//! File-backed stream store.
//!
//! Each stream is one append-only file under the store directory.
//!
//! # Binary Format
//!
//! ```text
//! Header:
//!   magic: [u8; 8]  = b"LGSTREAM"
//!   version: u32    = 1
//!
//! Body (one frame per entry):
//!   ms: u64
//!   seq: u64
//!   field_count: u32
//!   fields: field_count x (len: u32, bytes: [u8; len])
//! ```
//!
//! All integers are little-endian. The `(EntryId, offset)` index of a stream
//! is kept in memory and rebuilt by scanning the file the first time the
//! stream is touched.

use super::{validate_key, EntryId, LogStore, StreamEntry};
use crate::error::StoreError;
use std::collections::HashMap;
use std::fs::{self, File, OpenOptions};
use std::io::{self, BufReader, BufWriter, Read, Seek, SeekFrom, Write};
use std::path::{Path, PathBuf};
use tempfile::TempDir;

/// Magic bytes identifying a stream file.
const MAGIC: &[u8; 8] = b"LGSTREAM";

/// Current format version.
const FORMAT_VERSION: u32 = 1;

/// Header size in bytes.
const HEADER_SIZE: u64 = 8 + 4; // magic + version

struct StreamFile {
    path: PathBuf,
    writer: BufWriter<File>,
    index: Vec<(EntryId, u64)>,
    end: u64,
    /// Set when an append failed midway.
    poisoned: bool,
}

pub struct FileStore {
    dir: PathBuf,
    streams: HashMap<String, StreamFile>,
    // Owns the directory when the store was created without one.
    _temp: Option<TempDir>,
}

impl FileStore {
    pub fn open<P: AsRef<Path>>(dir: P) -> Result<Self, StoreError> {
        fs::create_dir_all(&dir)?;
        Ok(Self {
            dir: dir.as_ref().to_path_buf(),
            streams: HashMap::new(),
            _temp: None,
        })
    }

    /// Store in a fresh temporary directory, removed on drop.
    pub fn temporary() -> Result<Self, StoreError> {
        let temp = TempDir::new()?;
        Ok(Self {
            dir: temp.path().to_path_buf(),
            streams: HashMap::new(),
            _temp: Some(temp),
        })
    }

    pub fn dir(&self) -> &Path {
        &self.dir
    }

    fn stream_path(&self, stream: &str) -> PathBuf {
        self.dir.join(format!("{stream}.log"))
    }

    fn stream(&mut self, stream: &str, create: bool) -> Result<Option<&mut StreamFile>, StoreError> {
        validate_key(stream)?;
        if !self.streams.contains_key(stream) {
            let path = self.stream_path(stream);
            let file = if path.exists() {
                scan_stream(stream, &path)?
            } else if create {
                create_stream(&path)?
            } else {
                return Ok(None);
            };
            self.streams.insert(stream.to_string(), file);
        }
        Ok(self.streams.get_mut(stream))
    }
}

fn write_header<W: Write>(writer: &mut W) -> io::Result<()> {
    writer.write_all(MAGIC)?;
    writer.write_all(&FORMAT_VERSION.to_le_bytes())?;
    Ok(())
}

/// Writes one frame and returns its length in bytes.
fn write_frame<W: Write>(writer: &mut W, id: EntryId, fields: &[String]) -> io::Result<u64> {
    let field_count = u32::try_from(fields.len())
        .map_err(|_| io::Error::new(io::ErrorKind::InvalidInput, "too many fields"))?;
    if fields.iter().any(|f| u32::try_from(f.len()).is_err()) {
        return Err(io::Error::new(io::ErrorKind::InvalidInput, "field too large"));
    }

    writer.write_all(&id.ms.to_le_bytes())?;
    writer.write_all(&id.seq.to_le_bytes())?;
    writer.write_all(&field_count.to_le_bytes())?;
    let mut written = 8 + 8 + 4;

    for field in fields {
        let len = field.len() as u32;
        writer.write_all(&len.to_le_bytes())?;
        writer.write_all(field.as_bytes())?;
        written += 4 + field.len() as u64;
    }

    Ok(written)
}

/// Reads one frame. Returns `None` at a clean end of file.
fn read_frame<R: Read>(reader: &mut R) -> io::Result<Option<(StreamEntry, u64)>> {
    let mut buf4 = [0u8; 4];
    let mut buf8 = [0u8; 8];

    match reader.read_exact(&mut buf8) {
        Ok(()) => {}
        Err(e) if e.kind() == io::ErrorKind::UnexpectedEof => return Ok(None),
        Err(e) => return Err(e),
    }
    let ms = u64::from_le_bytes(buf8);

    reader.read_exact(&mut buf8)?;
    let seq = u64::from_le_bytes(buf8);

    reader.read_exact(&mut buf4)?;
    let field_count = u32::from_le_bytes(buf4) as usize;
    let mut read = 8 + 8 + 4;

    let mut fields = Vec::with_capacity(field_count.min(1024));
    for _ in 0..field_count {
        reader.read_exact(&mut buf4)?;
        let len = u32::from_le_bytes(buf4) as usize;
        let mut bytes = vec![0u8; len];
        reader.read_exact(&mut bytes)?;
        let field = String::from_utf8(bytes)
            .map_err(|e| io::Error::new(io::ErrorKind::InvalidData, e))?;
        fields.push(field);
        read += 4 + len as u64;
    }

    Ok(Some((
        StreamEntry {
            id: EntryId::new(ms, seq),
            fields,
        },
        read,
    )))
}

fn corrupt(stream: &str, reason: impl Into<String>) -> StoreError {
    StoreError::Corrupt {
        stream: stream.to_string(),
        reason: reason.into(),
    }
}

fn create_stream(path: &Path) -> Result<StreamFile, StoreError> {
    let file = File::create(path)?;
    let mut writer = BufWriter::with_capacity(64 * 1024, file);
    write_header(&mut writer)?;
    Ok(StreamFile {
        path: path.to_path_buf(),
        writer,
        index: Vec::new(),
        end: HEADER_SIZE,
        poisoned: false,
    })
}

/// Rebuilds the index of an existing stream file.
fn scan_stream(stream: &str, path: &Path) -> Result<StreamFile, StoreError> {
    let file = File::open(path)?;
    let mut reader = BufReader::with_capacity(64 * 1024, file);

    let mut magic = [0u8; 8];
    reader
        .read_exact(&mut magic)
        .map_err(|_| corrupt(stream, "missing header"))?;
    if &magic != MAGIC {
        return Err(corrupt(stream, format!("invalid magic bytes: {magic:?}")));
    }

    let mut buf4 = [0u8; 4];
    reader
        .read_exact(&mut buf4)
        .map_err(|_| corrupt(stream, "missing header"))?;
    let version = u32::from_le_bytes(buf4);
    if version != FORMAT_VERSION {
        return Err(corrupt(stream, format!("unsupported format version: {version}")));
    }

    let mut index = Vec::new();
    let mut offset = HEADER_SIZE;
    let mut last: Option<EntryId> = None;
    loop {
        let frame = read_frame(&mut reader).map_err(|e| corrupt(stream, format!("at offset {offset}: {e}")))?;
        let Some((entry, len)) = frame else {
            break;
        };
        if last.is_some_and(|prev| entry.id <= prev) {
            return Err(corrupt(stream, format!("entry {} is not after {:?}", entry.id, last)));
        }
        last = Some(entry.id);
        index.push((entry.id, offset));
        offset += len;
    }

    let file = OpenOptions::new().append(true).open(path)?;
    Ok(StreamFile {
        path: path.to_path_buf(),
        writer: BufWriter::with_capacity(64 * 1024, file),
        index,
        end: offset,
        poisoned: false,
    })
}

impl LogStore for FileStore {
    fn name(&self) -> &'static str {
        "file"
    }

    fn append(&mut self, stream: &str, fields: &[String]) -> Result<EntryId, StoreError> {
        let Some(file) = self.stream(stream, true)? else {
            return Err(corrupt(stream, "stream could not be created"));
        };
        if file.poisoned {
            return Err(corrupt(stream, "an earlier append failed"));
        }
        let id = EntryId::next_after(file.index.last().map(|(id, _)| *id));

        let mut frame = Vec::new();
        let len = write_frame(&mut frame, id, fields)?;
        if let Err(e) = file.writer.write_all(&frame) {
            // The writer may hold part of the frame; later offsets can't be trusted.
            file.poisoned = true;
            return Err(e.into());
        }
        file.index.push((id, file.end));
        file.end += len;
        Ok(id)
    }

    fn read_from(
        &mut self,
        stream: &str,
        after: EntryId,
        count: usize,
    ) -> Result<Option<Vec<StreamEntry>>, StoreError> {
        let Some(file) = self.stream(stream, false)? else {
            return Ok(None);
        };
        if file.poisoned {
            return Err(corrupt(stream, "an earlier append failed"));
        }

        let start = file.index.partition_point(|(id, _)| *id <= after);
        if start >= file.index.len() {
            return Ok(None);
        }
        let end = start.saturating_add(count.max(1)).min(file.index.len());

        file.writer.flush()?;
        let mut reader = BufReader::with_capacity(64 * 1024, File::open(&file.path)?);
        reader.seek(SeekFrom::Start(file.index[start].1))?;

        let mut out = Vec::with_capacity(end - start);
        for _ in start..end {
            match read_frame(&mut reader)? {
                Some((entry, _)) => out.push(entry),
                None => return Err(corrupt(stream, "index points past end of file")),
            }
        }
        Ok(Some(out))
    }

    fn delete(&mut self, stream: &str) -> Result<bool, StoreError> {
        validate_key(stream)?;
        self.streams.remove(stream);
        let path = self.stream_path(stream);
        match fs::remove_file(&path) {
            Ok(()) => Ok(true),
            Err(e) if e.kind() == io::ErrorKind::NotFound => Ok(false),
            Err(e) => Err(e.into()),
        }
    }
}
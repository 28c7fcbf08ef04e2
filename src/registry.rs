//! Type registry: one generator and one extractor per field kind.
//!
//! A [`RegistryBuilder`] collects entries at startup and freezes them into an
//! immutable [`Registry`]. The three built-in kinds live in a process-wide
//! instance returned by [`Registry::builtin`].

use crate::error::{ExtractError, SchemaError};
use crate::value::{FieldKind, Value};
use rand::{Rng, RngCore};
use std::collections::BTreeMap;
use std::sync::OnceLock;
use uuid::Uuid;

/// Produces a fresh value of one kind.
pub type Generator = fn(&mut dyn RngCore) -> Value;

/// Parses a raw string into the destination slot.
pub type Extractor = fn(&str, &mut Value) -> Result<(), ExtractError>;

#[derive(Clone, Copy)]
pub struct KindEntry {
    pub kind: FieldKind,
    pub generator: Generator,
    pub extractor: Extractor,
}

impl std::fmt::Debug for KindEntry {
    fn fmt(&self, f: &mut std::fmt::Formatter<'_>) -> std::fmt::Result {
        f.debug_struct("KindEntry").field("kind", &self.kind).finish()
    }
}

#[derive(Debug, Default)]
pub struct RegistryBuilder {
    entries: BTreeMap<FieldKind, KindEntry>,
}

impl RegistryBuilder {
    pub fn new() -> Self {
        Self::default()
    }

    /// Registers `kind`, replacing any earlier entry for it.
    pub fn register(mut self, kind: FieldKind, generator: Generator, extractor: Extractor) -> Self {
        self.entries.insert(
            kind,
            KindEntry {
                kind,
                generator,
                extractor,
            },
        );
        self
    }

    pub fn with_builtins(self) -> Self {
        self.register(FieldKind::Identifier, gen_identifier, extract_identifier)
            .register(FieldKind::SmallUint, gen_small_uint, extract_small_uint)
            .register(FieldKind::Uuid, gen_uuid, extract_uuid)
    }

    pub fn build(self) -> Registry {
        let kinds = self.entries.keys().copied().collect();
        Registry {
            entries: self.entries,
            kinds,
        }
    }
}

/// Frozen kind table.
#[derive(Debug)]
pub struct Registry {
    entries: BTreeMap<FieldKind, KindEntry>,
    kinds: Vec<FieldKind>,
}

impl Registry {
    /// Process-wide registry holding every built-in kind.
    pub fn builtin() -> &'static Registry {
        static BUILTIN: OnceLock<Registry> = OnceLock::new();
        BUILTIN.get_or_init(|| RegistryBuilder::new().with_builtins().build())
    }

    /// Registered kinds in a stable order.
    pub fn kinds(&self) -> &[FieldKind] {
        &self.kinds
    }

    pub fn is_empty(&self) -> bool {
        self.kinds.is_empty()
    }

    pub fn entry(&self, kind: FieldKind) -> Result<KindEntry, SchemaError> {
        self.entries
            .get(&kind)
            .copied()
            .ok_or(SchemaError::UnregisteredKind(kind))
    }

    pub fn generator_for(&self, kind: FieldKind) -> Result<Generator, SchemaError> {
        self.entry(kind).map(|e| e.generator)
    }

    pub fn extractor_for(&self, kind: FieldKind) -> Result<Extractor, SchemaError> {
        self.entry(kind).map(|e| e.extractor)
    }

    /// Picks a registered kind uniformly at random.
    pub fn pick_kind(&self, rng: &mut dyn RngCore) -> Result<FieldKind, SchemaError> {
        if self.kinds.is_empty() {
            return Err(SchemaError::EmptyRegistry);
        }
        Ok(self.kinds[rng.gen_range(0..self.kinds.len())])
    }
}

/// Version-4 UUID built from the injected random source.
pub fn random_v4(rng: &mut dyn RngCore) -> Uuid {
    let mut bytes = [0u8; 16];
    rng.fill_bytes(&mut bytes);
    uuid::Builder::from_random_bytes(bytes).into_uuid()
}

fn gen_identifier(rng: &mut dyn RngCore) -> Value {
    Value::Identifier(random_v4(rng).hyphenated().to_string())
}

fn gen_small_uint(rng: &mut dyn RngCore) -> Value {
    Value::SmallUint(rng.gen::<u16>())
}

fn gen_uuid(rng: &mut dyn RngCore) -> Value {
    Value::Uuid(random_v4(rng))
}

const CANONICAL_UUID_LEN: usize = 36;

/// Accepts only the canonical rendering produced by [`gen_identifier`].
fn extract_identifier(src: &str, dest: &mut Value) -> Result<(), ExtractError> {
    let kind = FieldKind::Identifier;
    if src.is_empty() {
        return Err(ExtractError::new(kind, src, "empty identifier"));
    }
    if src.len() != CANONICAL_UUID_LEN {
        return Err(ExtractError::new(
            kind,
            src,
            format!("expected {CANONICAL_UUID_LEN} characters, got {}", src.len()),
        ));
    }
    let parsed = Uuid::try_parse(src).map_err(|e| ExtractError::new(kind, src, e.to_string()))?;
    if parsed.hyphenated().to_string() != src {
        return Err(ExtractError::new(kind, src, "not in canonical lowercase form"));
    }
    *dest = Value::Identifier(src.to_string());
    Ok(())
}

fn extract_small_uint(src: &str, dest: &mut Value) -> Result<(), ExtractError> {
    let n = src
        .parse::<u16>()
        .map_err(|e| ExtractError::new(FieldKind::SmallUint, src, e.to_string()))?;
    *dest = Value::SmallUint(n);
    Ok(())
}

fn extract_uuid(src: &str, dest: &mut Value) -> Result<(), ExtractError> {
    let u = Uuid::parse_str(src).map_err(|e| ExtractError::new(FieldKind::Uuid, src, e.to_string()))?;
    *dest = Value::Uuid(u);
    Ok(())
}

Task goal — Wherever the string "true" turns up in the material, copy the whole line.

Task result —
    let file = OpenOptions::new().append(true).open(path)?;
        let Some(file) = self.stream(stream, true)? else {
            file.poisoned = true;
            Ok(()) => Ok(true),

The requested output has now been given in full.